DATA: Begin

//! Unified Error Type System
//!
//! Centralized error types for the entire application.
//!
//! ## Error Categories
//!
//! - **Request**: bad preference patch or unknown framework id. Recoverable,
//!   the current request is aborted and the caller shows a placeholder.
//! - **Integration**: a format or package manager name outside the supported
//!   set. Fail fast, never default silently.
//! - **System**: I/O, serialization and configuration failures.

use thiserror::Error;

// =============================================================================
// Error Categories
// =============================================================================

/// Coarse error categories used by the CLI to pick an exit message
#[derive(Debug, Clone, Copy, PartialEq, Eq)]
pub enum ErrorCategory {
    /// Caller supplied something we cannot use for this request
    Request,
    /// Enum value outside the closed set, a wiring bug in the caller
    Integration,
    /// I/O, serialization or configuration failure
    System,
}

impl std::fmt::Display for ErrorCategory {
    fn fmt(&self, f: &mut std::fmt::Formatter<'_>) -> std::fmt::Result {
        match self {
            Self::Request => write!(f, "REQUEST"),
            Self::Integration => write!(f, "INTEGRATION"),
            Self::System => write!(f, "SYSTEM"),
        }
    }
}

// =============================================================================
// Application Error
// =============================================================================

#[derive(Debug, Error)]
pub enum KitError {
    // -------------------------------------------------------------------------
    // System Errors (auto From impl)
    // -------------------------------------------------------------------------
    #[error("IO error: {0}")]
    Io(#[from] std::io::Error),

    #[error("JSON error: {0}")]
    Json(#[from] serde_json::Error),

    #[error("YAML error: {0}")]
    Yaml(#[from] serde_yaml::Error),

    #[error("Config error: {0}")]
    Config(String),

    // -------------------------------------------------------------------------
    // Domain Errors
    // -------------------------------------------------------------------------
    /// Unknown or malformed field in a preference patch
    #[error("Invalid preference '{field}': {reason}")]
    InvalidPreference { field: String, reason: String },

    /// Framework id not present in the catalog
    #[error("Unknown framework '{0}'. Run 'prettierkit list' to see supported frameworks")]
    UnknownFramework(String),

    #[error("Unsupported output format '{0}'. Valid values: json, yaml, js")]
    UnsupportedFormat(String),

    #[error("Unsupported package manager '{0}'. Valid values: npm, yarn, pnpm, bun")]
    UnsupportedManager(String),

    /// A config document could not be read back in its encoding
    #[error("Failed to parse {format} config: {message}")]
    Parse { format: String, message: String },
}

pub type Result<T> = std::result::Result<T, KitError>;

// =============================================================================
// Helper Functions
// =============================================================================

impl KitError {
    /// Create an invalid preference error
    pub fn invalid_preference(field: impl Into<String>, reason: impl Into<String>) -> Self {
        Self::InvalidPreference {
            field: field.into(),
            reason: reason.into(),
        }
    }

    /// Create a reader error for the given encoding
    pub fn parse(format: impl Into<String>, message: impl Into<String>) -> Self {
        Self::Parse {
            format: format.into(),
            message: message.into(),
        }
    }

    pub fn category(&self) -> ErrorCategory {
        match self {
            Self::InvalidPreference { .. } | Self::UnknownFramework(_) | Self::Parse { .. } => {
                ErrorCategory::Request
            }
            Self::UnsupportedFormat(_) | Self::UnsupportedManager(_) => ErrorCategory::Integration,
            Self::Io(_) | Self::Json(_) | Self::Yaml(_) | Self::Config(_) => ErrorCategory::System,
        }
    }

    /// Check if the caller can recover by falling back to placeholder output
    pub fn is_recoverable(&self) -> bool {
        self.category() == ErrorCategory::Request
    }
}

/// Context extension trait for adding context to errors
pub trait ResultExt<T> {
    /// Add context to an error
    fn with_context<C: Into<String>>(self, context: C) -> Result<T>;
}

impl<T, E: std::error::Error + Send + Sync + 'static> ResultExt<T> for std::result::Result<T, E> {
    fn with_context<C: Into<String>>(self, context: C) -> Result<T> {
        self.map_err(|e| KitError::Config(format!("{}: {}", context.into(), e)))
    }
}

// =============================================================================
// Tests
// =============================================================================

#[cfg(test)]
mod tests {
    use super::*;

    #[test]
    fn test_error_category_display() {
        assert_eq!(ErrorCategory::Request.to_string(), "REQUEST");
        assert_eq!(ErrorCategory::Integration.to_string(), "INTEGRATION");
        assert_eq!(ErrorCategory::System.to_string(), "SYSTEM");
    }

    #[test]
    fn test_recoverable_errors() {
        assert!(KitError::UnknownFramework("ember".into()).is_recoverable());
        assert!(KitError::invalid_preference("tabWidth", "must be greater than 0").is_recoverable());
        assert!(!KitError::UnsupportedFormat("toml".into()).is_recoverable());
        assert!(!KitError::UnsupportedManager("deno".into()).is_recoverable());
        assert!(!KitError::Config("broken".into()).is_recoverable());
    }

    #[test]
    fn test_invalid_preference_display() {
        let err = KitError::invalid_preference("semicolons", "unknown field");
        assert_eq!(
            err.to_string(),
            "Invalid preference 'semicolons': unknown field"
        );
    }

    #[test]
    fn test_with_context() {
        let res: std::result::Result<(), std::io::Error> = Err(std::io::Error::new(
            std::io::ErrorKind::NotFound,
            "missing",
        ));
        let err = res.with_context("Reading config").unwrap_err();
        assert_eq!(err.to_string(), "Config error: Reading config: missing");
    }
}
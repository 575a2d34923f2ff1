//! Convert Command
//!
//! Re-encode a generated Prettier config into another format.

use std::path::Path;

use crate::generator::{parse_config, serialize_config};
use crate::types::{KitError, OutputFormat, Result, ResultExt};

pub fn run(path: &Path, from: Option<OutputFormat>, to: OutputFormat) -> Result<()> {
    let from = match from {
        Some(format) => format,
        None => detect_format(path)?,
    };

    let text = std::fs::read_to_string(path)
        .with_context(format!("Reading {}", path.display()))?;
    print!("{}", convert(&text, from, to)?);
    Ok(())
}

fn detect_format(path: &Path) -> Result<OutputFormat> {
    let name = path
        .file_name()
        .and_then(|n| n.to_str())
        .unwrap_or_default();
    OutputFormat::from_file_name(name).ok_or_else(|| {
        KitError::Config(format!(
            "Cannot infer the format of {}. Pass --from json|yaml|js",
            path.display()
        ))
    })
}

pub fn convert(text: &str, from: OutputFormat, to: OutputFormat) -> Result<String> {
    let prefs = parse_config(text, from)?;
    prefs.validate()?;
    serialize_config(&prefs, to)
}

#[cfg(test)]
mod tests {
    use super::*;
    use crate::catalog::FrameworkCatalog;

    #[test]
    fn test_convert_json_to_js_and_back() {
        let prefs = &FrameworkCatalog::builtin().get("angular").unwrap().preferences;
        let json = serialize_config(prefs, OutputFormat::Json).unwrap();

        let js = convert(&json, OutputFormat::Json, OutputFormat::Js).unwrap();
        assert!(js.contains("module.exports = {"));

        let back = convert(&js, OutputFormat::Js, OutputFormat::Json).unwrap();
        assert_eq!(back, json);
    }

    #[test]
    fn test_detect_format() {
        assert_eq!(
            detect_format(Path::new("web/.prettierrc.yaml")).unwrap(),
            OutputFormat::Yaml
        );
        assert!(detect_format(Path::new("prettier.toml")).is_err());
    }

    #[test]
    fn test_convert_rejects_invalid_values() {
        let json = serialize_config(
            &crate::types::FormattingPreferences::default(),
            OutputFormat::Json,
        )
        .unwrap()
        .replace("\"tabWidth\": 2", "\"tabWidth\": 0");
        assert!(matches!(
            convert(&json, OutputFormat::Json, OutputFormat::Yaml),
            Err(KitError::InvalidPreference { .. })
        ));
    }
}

DATA: End

Give back the data exactly, with no line dropped.

◆ **ANSWER**
//! Unified Error Type System
//!
//! Centralized error types for the entire application.
//!
//! ## Error Categories
//!
//! - **Request**: bad preference patch or unknown framework id. Recoverable,
//!   the current request is aborted and the caller shows a placeholder.
//! - **Integration**: a format or package manager name outside the supported
//!   set. Fail fast, never default silently.
//! - **System**: I/O, serialization and configuration failures.

use thiserror::Error;

// =============================================================================
// Error Categories
// =============================================================================

/// Coarse error categories used by the CLI to pick an exit message
#[derive(Debug, Clone, Copy, PartialEq, Eq)]
pub enum ErrorCategory {
    /// Caller supplied something we cannot use for this request
    Request,
    /// Enum value outside the closed set, a wiring bug in the caller
    Integration,
    /// I/O, serialization or configuration failure
    System,
}

impl std::fmt::Display for ErrorCategory {
    fn fmt(&self, f: &mut std::fmt::Formatter<'_>) -> std::fmt::Result {
        match self {
            Self::Request => write!(f, "REQUEST"),
            Self::Integration => write!(f, "INTEGRATION"),
            Self::System => write!(f, "SYSTEM"),
        }
    }
}

// =============================================================================
// Application Error
// =============================================================================

#[derive(Debug, Error)]
pub enum KitError {
    // -------------------------------------------------------------------------
    // System Errors (auto From impl)
    // -------------------------------------------------------------------------
    #[error("IO error: {0}")]
    Io(#[from] std::io::Error),

    #[error("JSON error: {0}")]
    Json(#[from] serde_json::Error),

    #[error("YAML error: {0}")]
    Yaml(#[from] serde_yaml::Error),

    #[error("Config error: {0}")]
    Config(String),

    // -------------------------------------------------------------------------
    // Domain Errors
    // -------------------------------------------------------------------------
    /// Unknown or malformed field in a preference patch
    #[error("Invalid preference '{field}': {reason}")]
    InvalidPreference { field: String, reason: String },

    /// Framework id not present in the catalog
    #[error("Unknown framework '{0}'. Run 'prettierkit list' to see supported frameworks")]
    UnknownFramework(String),

    #[error("Unsupported output format '{0}'. Valid values: json, yaml, js")]
    UnsupportedFormat(String),

    #[error("Unsupported package manager '{0}'. Valid values: npm, yarn, pnpm, bun")]
    UnsupportedManager(String),

    /// A config document could not be read back in its encoding
    #[error("Failed to parse {format} config: {message}")]
    Parse { format: String, message: String },
}

pub type Result<T> = std::result::Result<T, KitError>;

// =============================================================================
// Helper Functions
// =============================================================================

impl KitError {
    /// Create an invalid preference error
    pub fn invalid_preference(field: impl Into<String>, reason: impl Into<String>) -> Self {
        Self::InvalidPreference {
            field: field.into(),
            reason: reason.into(),
        }
    }

    /// Create a reader error for the given encoding
    pub fn parse(format: impl Into<String>, message: impl Into<String>) -> Self {
        Self::Parse {
            format: format.into(),
            message: message.into(),
        }
    }

    pub fn category(&self) -> ErrorCategory {
        match self {
            Self::InvalidPreference { .. } | Self::UnknownFramework(_) | Self::Parse { .. } => {
                ErrorCategory::Request
            }
            Self::UnsupportedFormat(_) | Self::UnsupportedManager(_) => ErrorCategory::Integration,
            Self::Io(_) | Self::Json(_) | Self::Yaml(_) | Self::Config(_) => ErrorCategory::System,
        }
    }

    /// Check if the caller can recover by falling back to placeholder output
    pub fn is_recoverable(&self) -> bool {
        self.category() == ErrorCategory::Request
    }
}

/// Context extension trait for adding context to errors
pub trait ResultExt<T> {
    /// Add context to an error
    fn with_context<C: Into<String>>(self, context: C) -> Result<T>;
}

impl<T, E: std::error::Error + Send + Sync + 'static> ResultExt<T> for std::result::Result<T, E> {
    fn with_context<C: Into<String>>(self, context: C) -> Result<T> {
        self.map_err(|e| KitError::Config(format!("{}: {}", context.into(), e)))
    }
}

// =============================================================================
// Tests
// =============================================================================

#[cfg(test)]
mod tests {
    use super::*;

    #[test]
    fn test_error_category_display() {
        assert_eq!(ErrorCategory::Request.to_string(), "REQUEST");
        assert_eq!(ErrorCategory::Integration.to_string(), "INTEGRATION");
        assert_eq!(ErrorCategory::System.to_string(), "SYSTEM");
    }

    #[test]
    fn test_recoverable_errors() {
        assert!(KitError::UnknownFramework("ember".into()).is_recoverable());
        assert!(KitError::invalid_preference("tabWidth", "must be greater than 0").is_recoverable());
        assert!(!KitError::UnsupportedFormat("toml".into()).is_recoverable());
        assert!(!KitError::UnsupportedManager("deno".into()).is_recoverable());
        assert!(!KitError::Config("broken".into()).is_recoverable());
    }

    #[test]
    fn test_invalid_preference_display() {
        let err = KitError::invalid_preference("semicolons", "unknown field");
        assert_eq!(
            err.to_string(),
            "Invalid preference 'semicolons': unknown field"
        );
    }

    #[test]
    fn test_with_context() {
        let res: std::result::Result<(), std::io::Error> = Err(std::io::Error::new(
            std::io::ErrorKind::NotFound,
            "missing",
        ));
        let err = res.with_context("Reading config").unwrap_err();
        assert_eq!(err.to_string(), "Config error: Reading config: missing");
    }
}
repository 575a2d34923f2ff1
//! Convert Command
//!
//! Re-encode a generated Prettier config into another format.

use std::path::Path;

use crate::generator::{parse_config, serialize_config};
use crate::types::{KitError, OutputFormat, Result, ResultExt};

pub fn run(path: &Path, from: Option<OutputFormat>, to: OutputFormat) -> Result<()> {
    let from = match from {
        Some(format) => format,
        None => detect_format(path)?,
    };

    let text = std::fs::read_to_string(path)
        .with_context(format!("Reading {}", path.display()))?;
    print!("{}", convert(&text, from, to)?);
    Ok(())
}

fn detect_format(path: &Path) -> Result<OutputFormat> {
    let name = path
        .file_name()
        .and_then(|n| n.to_str())
        .unwrap_or_default();
    OutputFormat::from_file_name(name).ok_or_else(|| {
        KitError::Config(format!(
            "Cannot infer the format of {}. Pass --from json|yaml|js",
            path.display()
        ))
    })
}

pub fn convert(text: &str, from: OutputFormat, to: OutputFormat) -> Result<String> {
    let prefs = parse_config(text, from)?;
    prefs.validate()?;
    serialize_config(&prefs, to)
}

#[cfg(test)]
mod tests {
    use super::*;
    use crate::catalog::FrameworkCatalog;

    #[test]
    fn test_convert_json_to_js_and_back() {
        let prefs = &FrameworkCatalog::builtin().get("angular").unwrap().preferences;
        let json = serialize_config(prefs, OutputFormat::Json).unwrap();

        let js = convert(&json, OutputFormat::Json, OutputFormat::Js).unwrap();
        assert!(js.contains("module.exports = {"));

        let back = convert(&js, OutputFormat::Js, OutputFormat::Json).unwrap();
        assert_eq!(back, json);
    }

    #[test]
    fn test_detect_format() {
        assert_eq!(
            detect_format(Path::new("web/.prettierrc.yaml")).unwrap(),
            OutputFormat::Yaml
        );
        assert!(detect_format(Path::new("prettier.toml")).is_err());
    }

    #[test]
    fn test_convert_rejects_invalid_values() {
        let json = serialize_config(
            &crate::types::FormattingPreferences::default(),
            OutputFormat::Json,
        )
        .unwrap()
        .replace("\"tabWidth\": 2", "\"tabWidth\": 0");
        assert!(matches!(
            convert(&json, OutputFormat::Json, OutputFormat::Yaml),
            Err(KitError::InvalidPreference { .. })
        ));
    }
}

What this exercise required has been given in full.